Chicago public health officials are monitoring the spread of polio after New York declared a state of emergency following an outbreak of the virus largely under control for decades thanks to widespread vaccination.
New York on Friday declared a state of emergency to boost vaccination efforts after the virus was detected in sewage from four New York-area counties, as well as New York City itself.
According to New York health officials, several counties in the region have polio vaccination rates below 65%, with the statewide rate just under 80%.
Sewage monitoring began in New York after an unvaccinated man contracted the virus in July and subsequently suffered paralysis. Prior to the man’s infection, it was the country’s first case of polio in nearly 10 years.
Local officials point out that the risk for Chicago remains low thanks to an overall vaccination rate of over 95%. Polio vaccinations are grouped with other childhood vaccinations and are required to enroll in public school.
While it is currently recommended that some New Yorkers receive a single lifetime booster shot of the polio vaccine, it is currently not necessary to seek polio vaccine in Chicago if you have received all vaccines. of your childhood.
“There is no recommendation at this point to get a booster or polio vaccine if you have had all of your regular childhood vaccines,” said Dr. Isaac Shinai, medical director at the Chicago Department of Public Health. which oversees laboratory surveillance of COVID-19. and testing.
Shinai said the city will also use sewage monitoring to monitor polio, which has emerged as a useful tool in several cities around the world in an effort to monitor the progress of local COVID-19 transmission.

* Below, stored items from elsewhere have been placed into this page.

impl<C: SecureChannel> Matcher for SecureMatcher<C> {
    async fn set_work_mode(&mut self, mode: WorkMode) -> Result<()> {
        let payload = mode.as_u32().to_le_bytes();
        let status = self.channel.send(commands::SET_WORK_MODE, &payload).await?;
        Self::check_status("set_work_mode", status)
    }

    async fn set_spi(&mut self, enabled: bool) -> Result<()> {
        let payload = u32::from(enabled).to_le_bytes();
        let status = self.channel.send(commands::SET_SPI, &payload).await?;
        Self::check_status("set_spi", status)
    }

    async fn calibrate(&mut self) -> Result<()> {
        let status = self.channel.send(commands::CALIBRATE, &[]).await?;
        Self::check_status("calibrate", status)
    }

    async fn acquire_image(&mut self) -> Result<CaptureOutcome> {
        let status = self.channel.send(commands::CAPTURE_IMAGE, &[]).await?;
        Ok(CaptureOutcome::from_status(status))
    }

    async fn is_finger_lost(&mut self, poll_ms: u32) -> Result<CaptureOutcome> {
        let payload = poll_ms.to_le_bytes();
        let status = self.channel.send(commands::WAIT_FINGER_LOST, &payload).await?;
        Ok(CaptureOutcome::from_status(status))
    }

    async fn init_enroll(&mut self, user_id: u64) -> Result<()> {
        let mut buffer = BytesMut::with_capacity(8);
        buffer.put_u64_le(user_id);
        let status = self
            .channel
            .send_with_buffer(commands::BEGIN_ENROLL, &mut buffer)
            .await?;
        Self::check_status("init_enroll", status)
    }

    async fn enroll_step(&mut self, finger_present: bool) -> Result<EnrollUpdate> {
        let mut buffer = BytesMut::with_capacity(ENROLL_STEP_LEN);
        buffer.put_u32_le(u32::from(finger_present));
        let status = self
            .channel
            .send_with_buffer(commands::ENROLL_STEP, &mut buffer)
            .await?;

        if buffer.remaining() < ENROLL_STEP_LEN {
            return Err(HardwareError::invalid_data(format!(
                "enroll step reply too short: {} bytes, expected {}",
                buffer.remaining(),
                ENROLL_STEP_LEN
            )));
        }

        let percentage = buffer.get_u32_le().min(100) as u8;
        let dx = buffer.get_i32_le();
        let dy = buffer.get_i32_le();
        let score = buffer.get_i32_le();
        Ok(EnrollUpdate {
            outcome: CaptureOutcome::from_status(status),
            percentage,
            dx,
            dy,
            score,
        })
    }

    async fn finalize_enroll(&mut self) -> Result<()> {
        let status = self.channel.send(commands::END_ENROLL, &[]).await?;
        Self::check_status("finalize_enroll", status)
    }

    async fn save_enrolled_print(&mut self, group: GroupId, finger: FingerId) -> Result<()> {
        let mut buffer = BytesMut::with_capacity(8);
        buffer.put_u32_le(group.as_u32());
        buffer.put_u32_le(finger.as_u32());
        let status = self
            .channel
            .send_with_buffer(commands::SAVE_ENROLLED_PRINT, &mut buffer)
            .await?;
        // The template set changed; the cached id is stale.
        self.database_id = None;
        Self::check_status("save_enrolled_print", status)
    }

    async fn init_identify(&mut self) -> Result<()> {
        let status = self.channel.send(commands::BEGIN_IDENTIFY, &[]).await?;
        Self::check_status("init_identify", status)
    }

    async fn identify(&mut self, group: GroupId, challenge: u64) -> Result<IdentifyDecision> {
        let mut buffer = BytesMut::with_capacity(IDENTIFY_MATCH_LEN);
        buffer.put_u32_le(group.as_u32());
        buffer.put_u64_le(challenge);
        let status = self
            .channel
            .send_with_buffer(commands::IDENTIFY, &mut buffer)
            .await?;

        match status {
            0 => {
                if buffer.remaining() < IDENTIFY_MATCH_LEN {
                    return Err(HardwareError::invalid_data(format!(
                        "identify reply too short: {} bytes, expected {}",
                        buffer.remaining(),
                        IDENTIFY_MATCH_LEN
                    )));
                }
                let finger = FingerId::new(buffer.get_u32_le());
                let score = buffer.get_i32_le();
                let token = Self::get_token(&mut buffer)?;
                Ok(IdentifyDecision::Match {
                    finger,
                    score,
                    token,
                })
            }
            1 | 2 => Ok(IdentifyDecision::NoMatch),
            other => Ok(IdentifyDecision::Retry(CaptureOutcome::from_status(other))),
        }
    }

    async fn update_template(&mut self) -> Result<bool> {
        let status = self.channel.send(commands::UPDATE_TEMPLATE, &[]).await?;
        if status < 0 {
            return Err(HardwareError::communication(format!(
                "update_template failed with status {status}"
            )));
        }
        Ok(status != 0)
    }

    async fn save_template(&mut self) -> Result<()> {
        let status = self.channel.send(commands::SAVE_TEMPLATE, &[]).await?;
        Self::check_status("save_template", status)
    }

    async fn finalize_identify(&mut self) -> Result<()> {
        let status = self.channel.send(commands::END_IDENTIFY, &[]).await?;
        Self::check_status("finalize_identify", status)
    }

    async fn list_prints(&mut self, group: GroupId) -> Result<Vec<FingerId>> {
        let mut buffer = BytesMut::with_capacity(4 + 4 * MAX_ENROLLED_PRINTS);
        buffer.put_u32_le(group.as_u32());
        let status = self
            .channel
            .send_with_buffer(commands::GET_FINGERPRINTS, &mut buffer)
            .await?;
        Self::check_status("list_prints", status)?;

        if buffer.remaining() < 4 {
            return Err(HardwareError::invalid_data(
                "fingerprint list reply missing count",
            ));
        }
        let count = buffer.get_u32_le() as usize;
        if count > MAX_ENROLLED_PRINTS {
            return Err(HardwareError::invalid_data(format!(
                "fingerprint list claims {count} entries, limit is {MAX_ENROLLED_PRINTS}"
            )));
        }
        if buffer.remaining() < 4 * count {
            return Err(HardwareError::invalid_data(format!(
                "fingerprint list truncated: {count} entries, {} bytes",
                buffer.remaining()
            )));
        }
        Ok((0..count)
            .map(|_| FingerId::new(buffer.get_u32_le()))
            .collect())
    }

    async fn remove_print(&mut self, group: GroupId, finger: FingerId) -> Result<()> {
        let mut buffer = BytesMut::with_capacity(8);
        buffer.put_u32_le(group.as_u32());
        buffer.put_u32_le(finger.as_u32());
        let status = self
            .channel
            .send_with_buffer(commands::DELETE_FINGERPRINT, &mut buffer)
            .await?;
        self.database_id = None;
        Self::check_status("remove_print", status)
    }

    async fn set_group(&mut self, group: GroupId) -> Result<()> {
        let payload = group.as_u32().to_le_bytes();
        let status = self.channel.send(commands::SET_GROUP, &payload).await?;
        Self::check_status("set_group", status)
    }

    async fn load_database(&mut self, path: &str) -> Result<()> {
        let status = self
            .channel
            .send(commands::LOAD_DB, path.as_bytes())
            .await?;
        self.database_id = None;
        Self::check_status("load_database", status)
    }

    async fn load_empty_database(&mut self) -> Result<()> {
        let status = self.channel.send(commands::LOAD_EMPTY_DB, &[]).await?;
        self.database_id = None;
        Self::check_status("load_empty_database", status)
    }

    async fn store_database(&mut self, path: &str) -> Result<()> {
        let status = self
            .channel
            .send(commands::STORE_DB, path.as_bytes())
            .await?;
        Self::check_status("store_database", status)
    }

    async fn database_id(&mut self) -> Result<u64> {
        if let Some(id) = self.database_id {
            return Ok(id);
        }
        let mut buffer = BytesMut::with_capacity(8);
        let status = self
            .channel
            .send_with_buffer(commands::GET_TEMPLATE_ID, &mut buffer)
            .await?;
        Self::check_status("database_id", status)?;
        if buffer.remaining() < 8 {
            return Err(HardwareError::invalid_data("template id reply too short"));
        }
        let id = buffer.get_u64_le();
        self.database_id = Some(id);
        Ok(id)
    }

    async fn load_enroll_challenge(&mut self) -> Result<u64> {
        let mut buffer = BytesMut::with_capacity(8);
        let status = self
            .channel
            .send_with_buffer(commands::GET_AUTH_CHALLENGE, &mut buffer)
            .await?;
        Self::check_status("load_enroll_challenge", status)?;
        if buffer.remaining() < 8 {
            return Err(HardwareError::invalid_data("challenge reply too short"));
        }
        Ok(buffer.get_u64_le())
    }

    async fn verify_enroll_token(&mut self, token: &AuthToken) -> Result<()> {
        let mut buffer = BytesMut::with_capacity(TOKEN_LEN);
        Self::put_token(&mut buffer, token);
        let status = self
            .channel
            .send_with_buffer(commands::AUTHORIZE_ENROLL, &mut buffer)
            .await?;
        Self::check_status("verify_enroll_token", status)
    }

    async fn set_auth_challenge(&mut self, challenge: u64) -> Result<()> {
        let payload = challenge.to_le_bytes();
        let status = self
            .channel
            .send(commands::SET_AUTH_CHALLENGE, &payload)
            .await?;
        Self::check_status("set_auth_challenge", status)
    }

    fn navigation_supported(&self) -> bool {
        self.navigation
    }

    async fn next_gesture(&mut self) -> Result<Option<Gesture>> {
        let mut buffer = BytesMut::with_capacity(4);
        let status = self
            .channel
            .send_with_buffer(commands::NAVIGATION_POLL, &mut buffer)
            .await?;
        Self::check_status("next_gesture", status)?;
        if buffer.remaining() < 4 {
            return Err(HardwareError::invalid_data("navigation reply too short"));
        }
        // Gesture codes follow the vendor convention; 0 means nothing
        // happened and 1 is a finger-gone artifact, not a gesture.
        Ok(match buffer.get_u32_le() {
            2 => Some(Gesture::Hold),
            3 => Some(Gesture::Up),
            4 => Some(Gesture::Down),
            5 => Some(Gesture::Left),
            6 => Some(Gesture::Right),
            7 => Some(Gesture::DoubleTap),
            _ => None,
        })
    }
}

With the recent declaration of an emergency in New York and local health experts officially monitoring the virus, here’s everything you need to know about your polio vaccination status in Illinois:
Is the poliomyelitis vaccine compulsory?
According to an NBC News study, most Americans were vaccinated against the virus in early childhood. Kindergarten polio vaccination rates have hovered around 95% since at least the 2011-2012 school year.
Indeed, polio vaccines are mandatory for children entering kindergarten in all 50 states and the District of Columbia, although states allow medical exemptions and, in some cases, religious or philosophical exemptions as well.
But there is no federal database of vaccination records. So if you’re not sure if you’ve been fully vaccinated against polio, how you retrieve your records depends on where you were vaccinated.
The Centers for Disease Control and Prevention suggests asking parents or caregivers, doctors or public health clinics you visited as a child, or previous employers who required vaccinations. Schools may also keep records for a few years after students graduate.
You can also request records from the state health department where you were vaccinated, but systems for storing and accessing this information vary.
While many states allow you to request records through online forms or mobile apps, or immediately search for records through online portals, Illinois is not one of them. Although Illinois residents can request their vaccination records, processing can take up to a month.
How to request your polio vaccination record if you live in Illinois if you live in Illinois
According to the Illinois Department of Public Health, residents must complete an immunization record request and then submit it using an online form.
“Please allow 3-4 weeks for processing,” the IDPH form says.